The temperature fell dramatically on Sunday evening, it snowed all day Monday and began to stick in the evening. Tuesday we woke to a spectacular snowscape and Chris headed out with his camera and walked into Taradeau taking lots of photographs. Wednesday we had a renewed burst of snow but by Thursday afternoon it had all largely melted.

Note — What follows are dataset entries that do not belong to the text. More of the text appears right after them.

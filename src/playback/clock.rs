//! Progress clock and the seek quiescence guard.

use std::time::{Duration, Instant};

/// Fixed-interval recurring task that exists only while a track is playing.
///
/// Dropping it is the cancellation; the session replaces it with `None` on
/// every transition out of `Playing`.
#[derive(Debug, Clone)]
pub struct ProgressClock {
    interval: Duration,
    next_tick: Instant,
}

impl ProgressClock {
    pub fn start(now: Instant, interval: Duration) -> Self {
        let interval = interval.max(Duration::from_millis(1));
        Self {
            interval,
            next_tick: now + interval,
        }
    }

    pub fn due(&self, now: Instant) -> bool {
        now >= self.next_tick
    }

    /// Schedule the next tick after `now`, dropping any ticks that were missed.
    pub fn advance(&mut self, now: Instant) {
        while self.next_tick <= now {
            self.next_tick += self.interval;
        }
    }

    pub fn next_tick(&self) -> Instant {
        self.next_tick
    }

    pub fn interval(&self) -> Duration {
        self.interval
    }
}

/// Time-based guard that keeps clock reads from overwriting a fresh seek.
#[derive(Debug, Clone)]
pub struct SeekGuard {
    window: Duration,
    until: Option<Instant>,
}

impl SeekGuard {
    pub fn new(window: Duration) -> Self {
        Self {
            window,
            until: None,
        }
    }

    /// (Re)open the window; a later seek simply extends it.
    pub fn arm(&mut self, now: Instant) {
        self.until = Some(now + self.window);
    }

    pub fn active(&self, now: Instant) -> bool {
        self.until.is_some_and(|until| now < until)
    }

    /// End of the open window, if one was armed and not yet cleared.
    pub fn until(&self) -> Option<Instant> {
        self.until
    }

    pub fn clear(&mut self) {
        self.until = None;
    }
}
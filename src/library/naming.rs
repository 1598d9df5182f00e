use std::collections::BTreeSet;

/// Lowercase extension of `name`: everything from the final `.` on.
///
/// Names without a dot have no extension.
pub fn extension_of(name: &str) -> Option<String> {
    name.rfind('.').map(|i| name[i..].to_lowercase())
}

/// Strip a trailing `.` + non-dot run from `name`.
///
/// `"a.b.mp3"` becomes `"a.b"`; a trailing bare dot is kept because no
/// extension characters follow it.
pub fn display_name_of(name: &str) -> &str {
    match name.rfind('.') {
        Some(i) if i + 1 < name.len() => &name[..i],
        _ => name,
    }
}

/// Normalised allow-list of audio extensions (lowercase, leading dot).
#[derive(Debug, Clone, PartialEq, Eq)]
pub struct ExtensionSet(BTreeSet<String>);

impl ExtensionSet {
    pub fn new<I, S>(extensions: I) -> Self
    where
        I: IntoIterator<Item = S>,
        S: AsRef<str>,
    {
        Self(
            extensions
                .into_iter()
                .map(|e| e.as_ref().trim().trim_start_matches('.').to_ascii_lowercase())
                .filter(|e| !e.is_empty())
                .map(|e| format!(".{e}"))
                .collect(),
        )
    }

    pub fn contains(&self, extension: &str) -> bool {
        self.0.contains(extension)
    }

    /// The extension of `name` when it is on the allow-list.
    pub fn matching(&self, name: &str) -> Option<String> {
        extension_of(name).filter(|ext| self.contains(ext))
    }

    pub fn is_empty(&self) -> bool {
        self.0.is_empty()
    }

    pub fn iter(&self) -> impl Iterator<Item = &str> {
        self.0.iter().map(String::as_str)
    }
}

impl Default for ExtensionSet {
    fn default() -> Self {
        Self::new([".mp3", ".m4a", ".wav", ".flac", ".aac", ".ogg"])
    }
}

#[cfg(test)]
mod tests {
    use super::*;

    #[test]
    fn extension_is_lowercased_and_keeps_the_dot() {
        assert_eq!(extension_of("Song.MP3").as_deref(), Some(".mp3"));
        assert_eq!(extension_of("a.tar.gz").as_deref(), Some(".gz"));
        assert_eq!(extension_of("noext"), None);
        assert_eq!(extension_of(".ogg").as_deref(), Some(".ogg"));
    }

    #[test]
    fn display_name_strips_only_the_last_extension() {
        assert_eq!(display_name_of("Song.mp3"), "Song");
        assert_eq!(display_name_of("a.b.flac"), "a.b");
        assert_eq!(display_name_of("noext"), "noext");
        assert_eq!(display_name_of("trailing."), "trailing.");
        assert_eq!(display_name_of(".ogg"), "");
        assert_eq!(display_name_of("Live 1.0 (remix).ogg"), "Live 1.0 (remix)");
    }

    #[test]
    fn extension_set_normalises_configured_values() {
        let set = ExtensionSet::new(["mp3", " .FLAC ", "", "."]);
        assert!(set.contains(".mp3"));
        assert!(set.contains(".flac"));
        assert_eq!(set.iter().count(), 2);
    }

    #[test]
    fn default_set_matches_case_insensitively() {
        let set = ExtensionSet::default();
        for name in ["a.mp3", "a.M4A", "a.wav", "a.Flac", "a.aac", "a.OGG"] {
            assert!(set.matching(name).is_some(), "{name} should match");
        }
        for name in ["a.txt", "a.mp4", "a", "a.opus"] {
            assert!(set.matching(name).is_none(), "{name} should not match");
        }
    }
}
//! Music discovery: turn a set of storage roots into a deduplicated catalog.
//!
//! `scan` is a pure function of the permission state, the roots, the
//! extension allow-list and the depth bound. `catalog::Library` wires it to
//! the permission gate and publishes the result for the view layer.

mod catalog;
mod model;
mod naming;
mod roots;
mod scan;

pub use catalog::{CatalogHandle, CatalogState, Library, RefreshOutcome};
pub use model::{Catalog, CatalogEntry};
pub use naming::{ExtensionSet, display_name_of, extension_of};
pub use roots::{FALLBACK_FOLDERS, ScanPass, ScanPlan, ScanRoot};
pub use scan::{ScanError, ScanIoError, ScanOptions, ScanReport, scan, scan_plan};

Last week the question was raised how Taradeau would handle the snow. After all there are only four routes into our village, roads here are never gritted or salted and two of the routes involve steep winding descents that demand caution even in good weather. And snow is not exactly common here: the last comparable snowfall seems to have been over ten years ago. The answer is interesting. There is a temptation for the British mind – doubtless heightened by books such as those by the late Peter Mayle – to think of villages in rural Provence as places still living in horse and cart technology where the obvious response to snow is to feed the animals, yawn and then go back to bed.
Well, on reaching the centre of Taradeau Chris noticed that the woman who runs the main office at the Mairie which offers advice on everything from planning permission to hornet extermination was there, as normal, opening up at 9:00 precisely. Impressive. No snow day there!
He then returned home, uploaded the photographs to the computer, did the usual tweaks and then sent off a dozen good images by email to the mayor’s office telling them they could use them if they wanted. Almost instantly there was an email back of “Merci beaucoup Chris! Nous allons les publier…” (“we’re going to publish them”). And lo and behold shortly afterwards they were up on the village’s website. An hour or so later the front page had been rewritten with one of the best pictures and a request that if anybody else had photographs to send them in. Nicely done guys.
In many ways that typifies the charm of Taradeau. Yes, with its vineyard festival, its seemingly permanent boules contests and (we kid you not) its “St Hubert Mass for the Blessing of Hunting Dogs” (we absented ourselves on ecological and theological grounds) it does look backwards with affection. But it also works: and on the basis of the snow day, very efficiently.